Aside from that touchscreen, notable tech features include a rearview camera, Bluetooth (phone and audio), a text-message reader with a digitized voice and Pandora compatibility. Those are all standard on the base LX, by the way; they'll run you extra on many competitors, if they're offered at all. On the other hand, certain popular features are restricted to the highest trims, including a power liftgate.
Power or no, that liftgate reveals one of the most user-friendly cargo areas in the compact SUV segment. The 2015 CR-V can carry 35.2 cubic feet of cargo behind the rear seats. That area benefits from a low load floor and a boxy shape overall, making it easier to carry large items or dogs. Lowering the spring-loaded, auto-folding rear seatbacks with a tug of the trunk-mounted levers reveals 70.9 cubic feet of maximum space, which is one of the top figures in the segment.

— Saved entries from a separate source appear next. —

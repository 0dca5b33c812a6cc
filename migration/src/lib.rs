pub use sea_orm_migration::prelude::*;

mod m20250301_000001_create_user_table;
mod m20250301_000002_create_session_table;

pub struct Migrator;

#[async_trait::async_trait]
impl MigratorTrait for Migrator {
    fn migrations() -> Vec<Box<dyn MigrationTrait>> {
        vec![
            Box::new(m20250301_000001_create_user_table::Migration),
            Box::new(m20250301_000002_create_session_table::Migration),
        ]
    }
}
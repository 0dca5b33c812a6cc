use sea_orm_migration::prelude::*;

#[derive(DeriveMigrationName)]
pub struct Migration;

#[derive(DeriveIden)]
enum User {
    Table,
    Id,
}

#[derive(DeriveIden)]
enum Session {
    Table,
    Id,
    UserId,
    CreatedAt,
    ExpiresAt,
}

#[async_trait::async_trait]
impl MigrationTrait for Migration {
    async fn up(&self, m: &SchemaManager) -> Result<(), DbErr> {
        // FK is declared inline; sqlite cannot add constraints with ALTER TABLE
        m.create_table(
            Table::create()
                .table(Session::Table)
                .if_not_exists()
                .col(ColumnDef::new(Session::Id).string().not_null().primary_key())
                .col(ColumnDef::new(Session::UserId).integer().not_null())
                .col(ColumnDef::new(Session::CreatedAt).timestamp_with_time_zone().not_null())
                .col(ColumnDef::new(Session::ExpiresAt).timestamp_with_time_zone().not_null())
                .foreign_key(
                    ForeignKey::create()
                        .name("fk_session_user")
                        .from(Session::Table, Session::UserId)
                        .to(User::Table, User::Id)
                        .on_delete(ForeignKeyAction::Cascade)
                        .on_update(ForeignKeyAction::Cascade)
                )
                .to_owned(),
        ).await?;

        m.create_index(
            Index::create()
                .name("idx_session_user")
                .table(Session::Table)
                .col(Session::UserId)
                .to_owned(),
        ).await?;

        Ok(())
    }

    async fn down(&self, m: &SchemaManager) -> Result<(), DbErr> {
        m.drop_index(Index::drop().name("idx_session_user").table(Session::Table).to_owned()).await?;
        m.drop_table(Table::drop().table(Session::Table).if_exists().to_owned()).await?;
        Ok(())
    }
}
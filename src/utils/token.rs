use base64::{engine::general_purpose::URL_SAFE_NO_PAD, Engine as _};
use argon2::{
    password_hash::{PasswordHash, PasswordHasher, PasswordVerifier, SaltString},
    Argon2,
};
use rand_core::{OsRng, RngCore};
use sha2::{Digest, Sha256};
use std::sync::OnceLock;

static DUMMY_HASH: OnceLock<String> = OnceLock::new();

/// Opaque session token handed to the browser.
pub fn new_token() -> String {
    let mut buf = [0u8; 32];
    let mut rng = OsRng;
    rng.fill_bytes(&mut buf);
    format!("tok_{}", URL_SAFE_NO_PAD.encode(buf))
}

/// Lookup key for a session token. Only this digest is stored.
pub fn token_digest(token: &str) -> String {
    Sha256::digest(token.as_bytes())
        .iter()
        .map(|b| format!("{b:02x}"))
        .collect()
}

pub fn hash_password(password: &str) -> Result<String, argon2::password_hash::Error> {
    let mut rng = OsRng;
    let salt = SaltString::generate(&mut rng);
    let hash = Argon2::default().hash_password(password.as_bytes(), &salt)?;
    Ok(hash.to_string())
}

pub fn verify_password(password: &str, hash: &str) -> Result<bool, argon2::password_hash::Error> {
    let parsed = PasswordHash::new(hash)?;
    Ok(Argon2::default().verify_password(password.as_bytes(), &parsed).is_ok())
}

/// Spends the same argon2 work as a real check when there is no account to check against.
pub fn verify_against_dummy(password: &str) {
    let hash = DUMMY_HASH.get_or_init(|| hash_password("localghost-dummy-password").unwrap_or_default());
    if verify_password(password, hash).is_err() {
        let _ = hash_password(password);
    }
}

#[cfg(test)]
mod tests {
    use super::*;

    #[test]
    fn password_round_trip() {
        let hash = hash_password("hunter2").unwrap();
        assert_ne!(hash, "hunter2");
        assert!(verify_password("hunter2", &hash).unwrap());
        assert!(!verify_password("Hunter2", &hash).unwrap());
    }

    #[test]
    fn dummy_check_never_panics() {
        verify_against_dummy("anything");
        verify_against_dummy("");
    }

    #[test]
    fn malformed_hash_is_an_error() {
        assert!(verify_password("x", "not-a-phc-string").is_err());
    }

    #[test]
    fn tokens_are_unique_and_digest_is_stable() {
        let a = new_token();
        let b = new_token();
        assert!(a.starts_with("tok_"));
        assert_ne!(a, b);
        assert_eq!(token_digest(&a), token_digest(&a));
        assert_eq!(token_digest(&a).len(), 64);
    }
}
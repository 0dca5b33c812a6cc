use base64::{engine::general_purpose::URL_SAFE_NO_PAD, Engine as _};
use chrono::Utc;
use hmac::{Hmac, Mac};
use sha2::{Digest, Sha256};
use thiserror::Error;
use tracing::debug;

use crate::types::token::ConfirmationClaims;

/// Salt separating confirmation links from anything else signed with the same secret.
pub const CONFIRMATION_SALT: &str = "email-confirm-salt";

/// Confirmation and approval links stay valid for 30 days.
pub const CONFIRMATION_MAX_AGE: i64 = 2_592_000;

#[derive(Debug, Error)]
pub enum TokenError {
    #[error("malformed token")]
    Malformed,
    #[error("signature mismatch")]
    BadSignature,
    #[error("token expired ({age}s > {max_age}s)")]
    Expired { age: i64, max_age: i64 },
    #[error("token issued in the future")]
    NotYetValid,
    #[error("invalid payload: {0}")]
    Payload(#[from] serde_json::Error),
}

type HmacSha256 = Hmac<Sha256>;

/// Signed, timestamped tokens carrying [`ConfirmationClaims`].
///
/// Layout: `payload.timestamp.signature`, each segment base64url without padding.
/// The timestamp is the issue time in unix seconds, big endian.
#[derive(Clone)]
pub struct TokenSigner {
    key: Vec<u8>,
}

impl TokenSigner {
    pub fn new(secret: &str, salt: &str) -> Self {
        let key = Sha256::new()
            .chain_update(salt.as_bytes())
            .chain_update(b"signer")
            .chain_update(secret.as_bytes())
            .finalize();
        Self { key: key.to_vec() }
    }

    pub fn confirmation(secret: &str) -> Self {
        Self::new(secret, CONFIRMATION_SALT)
    }

    pub fn issue(&self, claims: &ConfirmationClaims) -> Result<String, TokenError> {
        self.issue_at(claims, Utc::now().timestamp())
    }

    pub fn issue_at(&self, claims: &ConfirmationClaims, issued_at: i64) -> Result<String, TokenError> {
        let payload_b64 = URL_SAFE_NO_PAD.encode(serde_json::to_vec(claims)?);
        let issued_at = u64::try_from(issued_at).map_err(|_| TokenError::Malformed)?;
        let ts_b64 = URL_SAFE_NO_PAD.encode(issued_at.to_be_bytes());
        let signing_input = format!("{payload_b64}.{ts_b64}");

        let signature = self.mac(&signing_input)?.finalize().into_bytes();
        Ok(format!("{signing_input}.{}", URL_SAFE_NO_PAD.encode(signature)))
    }

    /// Returns the claims when the token is authentic and no older than `max_age` seconds.
    ///
    /// Every failure collapses to `None`.
    pub fn verify(&self, token: &str, max_age: i64) -> Option<ConfirmationClaims> {
        self.verify_at(token, max_age, Utc::now().timestamp())
    }

    pub fn verify_at(&self, token: &str, max_age: i64, now: i64) -> Option<ConfirmationClaims> {
        match self.decode(token, max_age, now) {
            Ok(claims) => Some(claims),
            Err(e) => {
                debug!("rejected confirmation token: {e}");
                None
            }
        }
    }

    pub fn decode(&self, token: &str, max_age: i64, now: i64) -> Result<ConfirmationClaims, TokenError> {
        let mut parts = token.split('.');
        let (Some(payload_b64), Some(ts_b64), Some(sig_b64), None) =
            (parts.next(), parts.next(), parts.next(), parts.next())
        else {
            return Err(TokenError::Malformed);
        };

        let sig = URL_SAFE_NO_PAD
            .decode(sig_b64.as_bytes())
            .map_err(|_| TokenError::Malformed)?;
        self.mac(&format!("{payload_b64}.{ts_b64}"))?
            .verify_slice(&sig)
            .map_err(|_| TokenError::BadSignature)?;

        let ts_raw = URL_SAFE_NO_PAD
            .decode(ts_b64.as_bytes())
            .map_err(|_| TokenError::Malformed)?;
        let ts_bytes: [u8; 8] = ts_raw.try_into().map_err(|_| TokenError::Malformed)?;
        let issued_at = i64::try_from(u64::from_be_bytes(ts_bytes)).map_err(|_| TokenError::Malformed)?;

        let age = now - issued_at;
        if age < 0 {
            return Err(TokenError::NotYetValid);
        }
        if age > max_age {
            return Err(TokenError::Expired { age, max_age });
        }

        let payload = URL_SAFE_NO_PAD
            .decode(payload_b64.as_bytes())
            .map_err(|_| TokenError::Malformed)?;
        Ok(serde_json::from_slice(&payload)?)
    }

    fn mac(&self, signing_input: &str) -> Result<HmacSha256, TokenError> {
        let mut mac = HmacSha256::new_from_slice(&self.key).map_err(|_| TokenError::Malformed)?;
        mac.update(signing_input.as_bytes());
        Ok(mac)
    }
}

#[cfg(test)]
mod tests {
    use super::*;

    const T0: i64 = 1_750_000_000;

    fn claims() -> ConfirmationClaims {
        ConfirmationClaims { user_id: 7, email: "ada@example.com".to_string() }
    }

    #[test]
    fn fresh_token_verifies() {
        let signer = TokenSigner::confirmation("secret");
        let token = signer.issue_at(&claims(), T0).unwrap();
        assert_eq!(signer.verify_at(&token, CONFIRMATION_MAX_AGE, T0), Some(claims()));
    }

    #[test]
    fn max_age_boundary_is_inclusive() {
        let signer = TokenSigner::confirmation("secret");
        let token = signer.issue_at(&claims(), T0).unwrap();
        assert!(signer.verify_at(&token, CONFIRMATION_MAX_AGE, T0 + CONFIRMATION_MAX_AGE).is_some());
        assert!(signer.verify_at(&token, CONFIRMATION_MAX_AGE, T0 + CONFIRMATION_MAX_AGE + 1).is_none());
        assert!(matches!(
            signer.decode(&token, CONFIRMATION_MAX_AGE, T0 + CONFIRMATION_MAX_AGE + 1),
            Err(TokenError::Expired { .. })
        ));
    }

    #[test]
    fn future_issue_time_is_rejected() {
        let signer = TokenSigner::confirmation("secret");
        let token = signer.issue_at(&claims(), T0 + 60).unwrap();
        assert!(matches!(signer.decode(&token, CONFIRMATION_MAX_AGE, T0), Err(TokenError::NotYetValid)));
    }

    #[test]
    fn other_secret_or_salt_fails() {
        let token = TokenSigner::confirmation("secret").issue_at(&claims(), T0).unwrap();
        assert!(TokenSigner::confirmation("other").verify_at(&token, CONFIRMATION_MAX_AGE, T0).is_none());
        assert!(TokenSigner::new("secret", "password-reset").verify_at(&token, CONFIRMATION_MAX_AGE, T0).is_none());
    }

    #[test]
    fn tampered_payload_fails() {
        let signer = TokenSigner::confirmation("secret");
        let token = signer.issue_at(&claims(), T0).unwrap();
        let forged_payload = URL_SAFE_NO_PAD.encode(
            serde_json::to_vec(&ConfirmationClaims { user_id: 1, email: "ada@example.com".into() }).unwrap(),
        );
        let rest = token.split_once('.').unwrap().1;
        let forged = format!("{forged_payload}.{rest}");
        assert!(matches!(signer.decode(&forged, CONFIRMATION_MAX_AGE, T0), Err(TokenError::BadSignature)));
    }

    #[test]
    fn garbage_is_invalid_not_a_panic() {
        let signer = TokenSigner::confirmation("secret");
        for junk in ["", "a", "a.b", "a.b.c", "a.b.c.d", "!!.??.##"] {
            assert!(signer.verify_at(junk, CONFIRMATION_MAX_AGE, T0).is_none(), "{junk}");
        }
    }

    #[test]
    fn twin_tokens_are_identical_within_a_second() {
        let signer = TokenSigner::confirmation("secret");
        let a = signer.issue_at(&claims(), T0).unwrap();
        let b = signer.issue_at(&claims(), T0).unwrap();
        assert_eq!(a, b);
    }
}
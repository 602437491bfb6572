//! NDJSON framing: splits a byte stream into lines.

/// Accumulates body chunks and yields complete lines.
///
/// Lines end at `\n`; a trailing `\r` is stripped. Bytes after the last
/// newline are kept until the next chunk completes them.
#[derive(Debug, Default)]
pub struct LineDecoder {
    buffer: Vec<u8>,
}

impl LineDecoder {
    pub fn new() -> Self {
        Self::default()
    }

    pub fn push(&mut self, chunk: &[u8]) {
        self.buffer.extend_from_slice(chunk);
    }

    /// Pops the next complete line, if any.
    pub fn next_line(&mut self) -> Option<String> {
        let newline = self.buffer.iter().position(|&b| b == b'\n')?;
        let mut line: Vec<u8> = self.buffer.drain(..=newline).collect();
        line.pop();
        if line.last() == Some(&b'\r') {
            line.pop();
        }
        Some(String::from_utf8_lossy(&line).into_owned())
    }

    /// Bytes received after the last newline.
    pub fn pending(&self) -> usize {
        self.buffer.len()
    }
}

#[cfg(test)]
mod tests {
    use super::*;

    fn drain(decoder: &mut LineDecoder) -> Vec<String> {
        std::iter::from_fn(|| decoder.next_line()).collect()
    }

    #[test]
    fn splits_lines_across_chunks() {
        let mut decoder = LineDecoder::new();
        decoder.push(b"{\"a\":1}\n{\"b\"");
        assert_eq!(drain(&mut decoder), vec!["{\"a\":1}"]);
        assert_eq!(decoder.pending(), 4);

        decoder.push(b":2}\r\n\n");
        assert_eq!(drain(&mut decoder), vec!["{\"b\":2}", ""]);
        assert_eq!(decoder.pending(), 0);
    }

    #[test]
    fn keeps_multibyte_characters_split_between_chunks() {
        let text = "{\"name\":\"Łukasz\"}\n".as_bytes();
        let (head, tail) = text.split_at(11);
        let mut decoder = LineDecoder::new();
        decoder.push(head);
        assert_eq!(decoder.next_line(), None);
        decoder.push(tail);
        assert_eq!(decoder.next_line().as_deref(), Some("{\"name\":\"Łukasz\"}"));
    }
}
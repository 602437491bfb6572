use std::fs;

use assert_cmd::cargo::cargo_bin_cmd;
use predicates::prelude::*;
use tempfile::tempdir;

#[test]
fn test_config_path_command() {
    let dir = tempdir().unwrap();

    cargo_bin_cmd!("chessdesk")
        .env("CHESSDESK_HOME", dir.path())
        .args(["config", "path"])
        .assert()
        .success()
        .stdout(predicate::str::contains("config.toml"));
}

#[test]
fn test_config_init_creates_file() {
    let dir = tempdir().unwrap();
    let config_path = dir.path().join("config.toml");

    cargo_bin_cmd!("chessdesk")
        .env("CHESSDESK_HOME", dir.path())
        .args(["config", "init"])
        .assert()
        .success()
        .stdout(predicate::str::contains("Created config at"));

    let contents = fs::read_to_string(&config_path).unwrap();
    assert!(contents.contains("[stream]"));
    assert!(contents.contains("rate_limit_backoff_secs"));
}

#[test]
fn test_config_init_fails_if_exists() {
    let dir = tempdir().unwrap();
    fs::write(dir.path().join("config.toml"), "# existing config").unwrap();

    cargo_bin_cmd!("chessdesk")
        .env("CHESSDESK_HOME", dir.path())
        .args(["config", "init"])
        .assert()
        .failure()
        .stderr(predicate::str::contains("already exists"));
}

/// A home whose config keeps the token in `credentials.json`, away from the
/// real credential store.
fn file_store_home() -> tempfile::TempDir {
    let dir = tempdir().unwrap();
    fs::write(
        dir.path().join("config.toml"),
        "[auth]\ntoken_store = \"file\"\n",
    )
    .unwrap();
    dir
}

#[test]
fn test_status_without_token() {
    let dir = file_store_home();

    cargo_bin_cmd!("chessdesk")
        .env("CHESSDESK_HOME", dir.path())
        .env_remove("CHESSDESK_TOKEN")
        .arg("status")
        .assert()
        .success()
        .stdout(predicate::str::contains("Not logged in"));
}

#[test]
fn test_logout_without_token() {
    let dir = file_store_home();

    cargo_bin_cmd!("chessdesk")
        .env("CHESSDESK_HOME", dir.path())
        .env_remove("CHESSDESK_TOKEN")
        .arg("logout")
        .assert()
        .success()
        .stdout(predicate::str::contains("Not logged in"));
}

#[test]
fn test_logout_clears_file_token_and_warns_about_env_token() {
    let dir = file_store_home();
    let credentials = dir.path().join("credentials.json");
    fs::write(
        &credentials,
        r#"{"chessdesk/lichess-access-token":"lip_stored"}"#,
    )
    .unwrap();

    cargo_bin_cmd!("chessdesk")
        .env("CHESSDESK_HOME", dir.path())
        .env("CHESSDESK_TOKEN", "lip_from_env")
        .arg("logout")
        .assert()
        .success()
        .stdout(predicate::str::contains("Logged out."))
        .stdout(predicate::str::contains("CHESSDESK_TOKEN is still set"));

    let contents = fs::read_to_string(&credentials).unwrap();
    assert!(!contents.contains("lip_stored"));
}
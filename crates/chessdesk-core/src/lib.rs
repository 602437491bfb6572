//! Core of the chessdesk client: OAuth login, server streams, the session
//! state machine and the game clock. Presentation lives in `chessdesk-cli`.

pub mod api;
pub mod auth;
pub mod clock;
pub mod config;
pub mod session;
pub mod stream;
pub mod token_store;

pub use api::{BoardAction, BoardApi};
pub use auth::{AuthFlow, AuthResult};
pub use clock::{ClockDisplay, ClockState, GameClock};
pub use config::{Config, Endpoints};
pub use session::{AppState, SessionController, SessionDeps, SessionEvent, SessionHandle};
pub use stream::{GameStreamDecoder, GameStreamEvent, StreamClient};
pub use token_store::{FileTokenStore, KeyringTokenStore, MemoryTokenStore, TokenStore};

The 2015 Honda CR-V features revised suspension tuning across the line, as well as wider wheels (by half an inch) on the EX and above. While the CR-V isn't exactly a sporty crossover, it does have a very smooth ride and the suspension soaks up many of the bumps along the way. There's also less noise at speed this year due to improved insulation, but we already praised last year's CR-V for its relatively quiet cabin, and the improvement for 2015 is subtle. In short, the CR-V continues to provide a satisfying blend of respectable ride comfort and secure handling.
This year's CR-V has a new CVT. In our experience, some CVTs can seem odd in the way they change and adjust the engine's rpm compared to traditional automatics. But to Honda's credit, the CR-V's CVT doesn't draw attention to itself in normal driving; indeed, it's so unobtrusive that you tend to forget it's there and it is indeed one of the better CVTs out there. We will note, however, that in Edmunds.com consumer reviews, many consumers have complained about distracting vibrations in their 2015 CR-Vs. It's something you'll want to look out for if you're test-driving a current CR-V.As for the new engine, it adds a theoretically useful 18 lb-ft of torque along with a power peak that arrives 600 rpm earlier, but it's hard to discern a difference on the road unless you're searching for it. Maximum horsepower is the same as before, and the power delivery is still rather peaky, especially compared to turbocharged rivals.